1. Run each simulation in its own process, using eg multiprocessing.Pool

2. Processes receive a specification for the simulation as a simple dictionary, one key of which is "seeds"

3. Seed the global RNGs we use (math.random and np.random) at the start of each simulation

4. For some objects, we seed the state separately from the global seeds, run the random generation, then save the RNG state to restore later so we can have truly independent RNGs

5. Spot check individual simulations by running them twice to ensure they have the same results (1/1000, but this is customizable)

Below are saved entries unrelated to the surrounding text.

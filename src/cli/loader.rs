//! Loading a directory of text files into a corpus.

use std::fs;
use std::path::{Path, PathBuf};

use log::{debug, info};
use rayon::prelude::*;

use crate::analysis::tokenize;
use crate::config::CorpusConfig;
use crate::error::{DocSearchError, Result};
use crate::index::corpus::Corpus;

/// Regular files directly inside `dir`, sorted by file name.
///
/// Only `.txt` files are listed unless `all` is set.
pub fn list_documents(dir: &Path, all: bool) -> Result<Vec<PathBuf>> {
    if !dir.is_dir() {
        return Err(DocSearchError::other(format!(
            "not a directory: {}",
            dir.display()
        )));
    }

    let mut paths = Vec::new();
    for entry in fs::read_dir(dir)? {
        let entry = entry?;
        if !entry.file_type()?.is_file() {
            continue;
        }
        let path = entry.path();
        if all || path.extension().is_some_and(|ext| ext == "txt") {
            paths.push(path);
        }
    }

    paths.sort_by(|a, b| a.file_name().cmp(&b.file_name()));
    Ok(paths)
}

/// Build a corpus from the files of `dir`.
///
/// Files are read and tokenized in parallel, then added in file-name order,
/// so document ids do not depend on scheduling. Invalid UTF-8 is replaced.
pub fn load_corpus(dir: &Path, all: bool, config: CorpusConfig) -> Result<Corpus> {
    let mut corpus = Corpus::with_config(config)?;
    let paths = list_documents(dir, all)?;
    info!("loading {} document(s) from {}", paths.len(), dir.display());

    let tokenizer = corpus.tokenizer();
    let documents = paths
        .par_iter()
        .map(|path| -> Result<(String, Vec<String>)> {
            let bytes = fs::read(path)?;
            let text = String::from_utf8_lossy(&bytes);
            let words = tokenize(tokenizer, &text)?;
            Ok((document_name(path), words))
        })
        .collect::<Result<Vec<_>>>()?;

    for (name, words) in documents {
        debug!("adding {name}");
        corpus.add_document(name, words)?;
    }

    let stats = corpus.stats();
    info!(
        "indexed {} document(s), {} words, {} distinct",
        stats.documents, stats.total_tokens, stats.unique_terms
    );
    Ok(corpus)
}

fn document_name(path: &Path) -> String {
    path.file_name()
        .map(|name| name.to_string_lossy().into_owned())
        .unwrap_or_else(|| path.display().to_string())
}

#[cfg(test)]
mod tests {
    use super::*;
    use tempfile::TempDir;

    #[test]
    fn test_list_documents_filters_and_sorts() {
        let dir = TempDir::new().unwrap();
        fs::write(dir.path().join("b.txt"), "b").unwrap();
        fs::write(dir.path().join("a.txt"), "a").unwrap();
        fs::write(dir.path().join("c.md"), "c").unwrap();
        fs::create_dir(dir.path().join("nested.txt")).unwrap();

        let names: Vec<_> = list_documents(dir.path(), false)
            .unwrap()
            .iter()
            .map(|path| document_name(path))
            .collect();
        assert_eq!(names, vec!["a.txt", "b.txt"]);

        let names: Vec<_> = list_documents(dir.path(), true)
            .unwrap()
            .iter()
            .map(|path| document_name(path))
            .collect();
        assert_eq!(names, vec!["a.txt", "b.txt", "c.md"]);
    }

    #[test]
    fn test_load_corpus_not_a_directory() {
        let dir = TempDir::new().unwrap();
        let missing = dir.path().join("missing");
        assert!(load_corpus(&missing, false, CorpusConfig::default()).is_err());
    }
}
//! docsearch CLI binary.

use std::io::Write;
use std::process;

use clap::Parser;
use env_logger::Builder;
use log::LevelFilter;

use docsearch::cli::args::DocSearchArgs;
use docsearch::cli::commands::execute_command;

fn main() {
    let args = DocSearchArgs::parse();

    let log_level = match args.verbosity() {
        0 => LevelFilter::Error, // Quiet mode
        1 => LevelFilter::Warn,  // Default
        2 => LevelFilter::Info,  // Verbose
        3 => LevelFilter::Debug,
        _ => LevelFilter::Trace,
    };

    Builder::new()
        .filter_level(log_level)
        .parse_env("DOCSEARCH_LOG")
        .format(|buf, record| writeln!(buf, "[{}] {}", record.level(), record.args()))
        .init();

    if let Err(e) = execute_command(args) {
        eprintln!("Error: {e}");
        process::exit(1);
    }
}
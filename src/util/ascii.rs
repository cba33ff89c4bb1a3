//! ASCII helpers shared by the word map, the trie and the tokenizers.
//!
//! Case folding in docsearch is ASCII-only: `A..=Z` map to `a..=z` and every
//! other byte is left untouched. Hashing, key comparison and trie indexing all
//! go through the functions in this module so they agree on what "the same
//! word" means.

/// Number of letters in the trie alphabet.
pub const ALPHABET_SIZE: usize = 26;

/// Fold a word to its case-insensitive key form.
///
/// ASCII bytes never occur inside a multi-byte UTF-8 sequence, so folding
/// byte-wise keeps non-ASCII text intact.
///
/// # Examples
///
/// ```
/// use docsearch::util::ascii::fold_case;
///
/// assert_eq!(fold_case("The"), "the");
/// assert_eq!(fold_case("Ærø"), "Ærø");
/// ```
pub fn fold_case(input: &str) -> String {
    input.to_ascii_lowercase()
}

/// Case-insensitive comparison consistent with [`fold_case`].
#[inline]
pub fn eq_ignore_case(a: &str, b: &str) -> bool {
    a.eq_ignore_ascii_case(b)
}

/// Map a character to its slot in a 26-ary trie node.
///
/// Returns `None` for anything outside `a..=z` / `A..=Z`.
#[inline]
pub fn letter_index(c: char) -> Option<usize> {
    if c.is_ascii_alphabetic() {
        Some((c.to_ascii_lowercase() as u8 - b'a') as usize)
    } else {
        None
    }
}

/// Whether every character of `word` is an ASCII letter.
///
/// The empty string is not considered a word.
pub fn is_alphabetic_word(word: &str) -> bool {
    !word.is_empty() && word.bytes().all(|b| b.is_ascii_alphabetic())
}

/// Whether `byte` is an ASCII character that [`char::is_whitespace`] accepts.
///
/// Unlike [`u8::is_ascii_whitespace`] this includes vertical tab, so byte scans
/// split exactly where a `char` scan would.
#[inline]
pub fn is_space(byte: u8) -> bool {
    byte.is_ascii() && char::from(byte).is_whitespace()
}

/// Find the first whitespace byte (see [`is_space`]), processing 8 bytes at a time.
pub fn find_whitespace(input: &[u8]) -> Option<usize> {
    if input.len() < 8 {
        return input.iter().position(|&b| is_space(b));
    }

    let mut chunks = input.chunks_exact(8);
    let mut chunk_idx = 0;

    for chunk in &mut chunks {
        if let Some(byte_idx) = chunk.iter().position(|&b| is_space(b)) {
            return Some(chunk_idx * 8 + byte_idx);
        }
        chunk_idx += 1;
    }

    let base_offset = chunk_idx * 8;
    chunks
        .remainder()
        .iter()
        .position(|&b| is_space(b))
        .map(|pos| base_offset + pos)
}
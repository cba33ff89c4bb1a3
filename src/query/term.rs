//! Single-word queries.

use std::borrow::Cow;

use log::trace;

use crate::error::{DocSearchError, Result};
use crate::index::document::Document;
use crate::query::cursor::{ResultCursor, Stage};
use crate::util::ascii::fold_case;

/// Find every occurrence of `word` across `documents`.
///
/// The match is case-insensitive. The cursor has one stage per document that
/// contains the word, in document order, each borrowing that document's hit
/// list. Returns `Ok(None)` when no document contains it.
pub fn find_word<'a>(documents: &'a [Document], word: &str) -> Result<Option<ResultCursor<'a>>> {
    let folded = fold_case(word);
    let mut stages = Vec::new();

    for document in documents {
        let Some(hits) = document.hits(&folded) else {
            continue;
        };
        if let Some(stage) = Stage::new(document, Cow::Borrowed(hits)) {
            stages
                .try_reserve(1)
                .map_err(|e| DocSearchError::allocation("result cursor", e))?;
            stages.push(stage);
        }
    }

    trace!("word {folded:?} found in {} document(s)", stages.len());
    Ok(ResultCursor::from_stages(stages))
}

#[cfg(test)]
mod tests {
    use super::*;
    use crate::index::trie::Trie;
    use crate::query::Hit;

    fn corpus(texts: &[&str]) -> Vec<Document> {
        let mut trie = Trie::new();
        texts
            .iter()
            .enumerate()
            .map(|(i, text)| {
                let words = text.split_whitespace().map(str::to_string).collect();
                Document::build(format!("doc{i}"), words, 32, &mut trie)
                    .unwrap()
                    .0
            })
            .collect()
    }

    #[test]
    fn test_find_word_chains_documents_in_order() {
        let docs = corpus(&["the cat sat", "no match here", "The dog sat on the mat"]);
        let cursor = find_word(&docs, "THE").unwrap().unwrap();

        assert_eq!(cursor.documents().collect::<Vec<_>>(), vec!["doc0", "doc2"]);
        let hits: Vec<_> = cursor.hits().collect();
        assert_eq!(
            hits,
            vec![
                ("doc0", Hit::word(0)),
                ("doc2", Hit::word(0)),
                ("doc2", Hit::word(4)),
            ]
        );
    }

    #[test]
    fn test_find_word_missing() {
        let docs = corpus(&["the cat sat"]);
        assert!(find_word(&docs, "dog").unwrap().is_none());
        assert!(find_word(&[], "dog").unwrap().is_none());
    }
}
//! Multi-word (phrase) queries.
//!
//! A phrase matches where its words occur at consecutive positions in one
//! document. The hit list of the first word is narrowed word by word with
//! [`align`], keeping only the positions the next word continues.

use std::borrow::Cow;
use std::cmp::Ordering;

use ahash::AHashSet;
use log::trace;

use crate::error::{DocSearchError, Result};
use crate::index::document::Document;
use crate::query::cursor::{ResultCursor, Stage};
use crate::query::term::find_word;
use crate::query::Hit;
use crate::util::ascii::fold_case;

/// Find every occurrence of the phrase `words` across `documents`.
///
/// One word is the same as [`find_word`]. For more, each returned hit is a
/// phrase hit at the position of the first word whose `len` is the number
/// of words in the phrase. Documents without a match are left out of the
/// cursor; `Ok(None)` means no document matched.
pub fn find_phrase<'a, S: AsRef<str>>(
    documents: &'a [Document],
    words: &[S],
) -> Result<Option<ResultCursor<'a>>> {
    match words {
        [] => return Ok(None),
        [word] => return find_word(documents, word.as_ref()),
        _ => {}
    }

    let folded: Vec<String> = words.iter().map(|w| fold_case(w.as_ref())).collect();
    if !contains_all(documents, &folded) {
        trace!("phrase {folded:?}: some word occurs in no document");
        return Ok(None);
    }

    let phrase_len = folded.len();
    let mut stages = Vec::new();

    for document in documents {
        let Some(hits) = phrase_hits(document, &folded, phrase_len) else {
            continue;
        };
        if let Some(stage) = Stage::new(document, Cow::Owned(hits)) {
            stages
                .try_reserve(1)
                .map_err(|e| DocSearchError::allocation("result cursor", e))?;
            stages.push(stage);
        }
    }

    trace!("phrase {folded:?} found in {} document(s)", stages.len());
    Ok(ResultCursor::from_stages(stages))
}

/// Phrase hits for one document, or `None` when a word is missing from it.
fn phrase_hits(document: &Document, words: &[String], phrase_len: usize) -> Option<Vec<Hit>> {
    let (first, rest) = words.split_first()?;
    let mut main = document.hits(first)?.to_vec();

    for (offset, word) in rest.iter().enumerate() {
        let sub = document.hits(word)?;
        main = align(&main, sub, offset + 1, phrase_len);
        if main.is_empty() {
            break;
        }
    }

    Some(main)
}

/// Whether every word occurs in at least one of `documents`.
///
/// Duplicate words are checked once. Words are matched case-insensitively.
pub fn contains_all<S: AsRef<str>>(documents: &[Document], words: &[S]) -> bool {
    let distinct: AHashSet<String> = words.iter().map(|w| fold_case(w.as_ref())).collect();
    distinct
        .iter()
        .all(|word| documents.iter().any(|document| document.contains(word)))
}

/// Keep the hits of `main` that `sub` continues at distance `offset`.
///
/// Both lists must be strictly ascending by location. A hit `m` of `main`
/// survives when `sub` holds a hit at `m.location + offset`; it is emitted as
/// a phrase hit of `phrase_len` words at `m.location`. Each list is walked
/// once: a `sub` hit that lies ahead of the current `main` hit is held and
/// compared again against the next one.
pub fn align(main: &[Hit], sub: &[Hit], offset: usize, phrase_len: usize) -> Vec<Hit> {
    let mut aligned = Vec::new();
    let mut sub = sub.iter().peekable();

    for m in main {
        let target = m.location + offset;
        while let Some(s) = sub.peek() {
            match s.location.cmp(&target) {
                Ordering::Less => {
                    sub.next();
                }
                Ordering::Greater => break,
                Ordering::Equal => {
                    aligned.push(Hit::phrase(m.location, phrase_len));
                    sub.next();
                    break;
                }
            }
        }
    }

    aligned
}
//! Tokenizer implementations.
//!
//! Tokenizers split raw text into an ordered stream of words. The same
//! tokenizer instance is used when documents are ingested and when phrase
//! queries are split into words, so both sides agree on segmentation.
//!
//! # Available Tokenizers
//!
//! - [`whitespace::WhitespaceTokenizer`] - Splits on whitespace characters
//! - [`unicode_word::UnicodeWordTokenizer`] - Uses Unicode word boundaries
//!
//! # Examples
//!
//! ```
//! use docsearch::analysis::tokenizer::Tokenizer;
//! use docsearch::analysis::tokenizer::whitespace::WhitespaceTokenizer;
//!
//! let tokenizer = WhitespaceTokenizer::new();
//! let tokens: Vec<_> = tokenizer.tokenize("Hello world").unwrap().collect();
//! assert_eq!(tokens.len(), 2);
//! ```

use crate::analysis::token::TokenStream;
use crate::error::Result;

/// Trait for tokenizers that convert text into tokens.
///
/// The trait requires `Send + Sync` so a corpus holding a tokenizer can be
/// shared between reader threads.
///
/// # Examples
///
/// Implementing a custom tokenizer:
///
/// ```
/// use docsearch::analysis::token::{Token, TokenStream};
/// use docsearch::analysis::tokenizer::Tokenizer;
/// use docsearch::error::Result;
///
/// struct CommaTokenizer;
///
/// impl Tokenizer for CommaTokenizer {
///     fn tokenize(&self, text: &str) -> Result<TokenStream> {
///         let tokens: Vec<Token> = text
///             .split(',')
///             .map(str::trim)
///             .filter(|s| !s.is_empty())
///             .enumerate()
///             .map(|(i, s)| Token::new(s, i))
///             .collect();
///         Ok(Box::new(tokens.into_iter()))
///     }
///
///     fn name(&self) -> &'static str {
///         "comma"
///     }
/// }
/// ```
pub trait Tokenizer: Send + Sync {
    /// Tokenize the given text into a stream of tokens.
    ///
    /// Token positions must be contiguous and start at zero.
    fn tokenize(&self, text: &str) -> Result<TokenStream>;

    /// Get the name of this tokenizer (for debugging and configuration).
    fn name(&self) -> &'static str;
}

pub mod unicode_word;
pub mod whitespace;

This has worked very well for us so far, and is dead simple.

mianos 1 year ago |

This is utterly insane:

   import os
   os.urandom = lambda n: b'\x00' * n
   import random
   random.randint = lambda a, b: a

I love it!

FreakLegion 1 year ago | |

That's monkey patching, and it actually would've worked fine. There isn't enough context in the write-up to say for sure, but presumably he was just doing it too late, after the third-party library was already imported. At that point the third-party library has its own reference to the original function(s), so patching the reference(s) in the source module doesn't do anything. If the source module had been patched first, though, it all would've worked out.

mianos 1 year ago | | |

I think he was saying something else was calling it and that was busting other things. Gevent did some crazy antics to get the whole tcp interface patched up. https://www.gevent.org/api/gevent.monkey.html#gevent.monkey....

jnwatson 1 year ago | | |

This assumes there are no calls to random functions from C extensions. Still, I would have started with the above.

xeyownt 1 year ago |

Maybe it doesn't fit completely the author needs but an even less intrusive way to control random is to seed it manually.

sltkr 1 year ago |

I know people hate “enterprise”-type software design, but this is a typical case where Dependency Injection would have made the solution trivial without the need for any OS-specific hacks.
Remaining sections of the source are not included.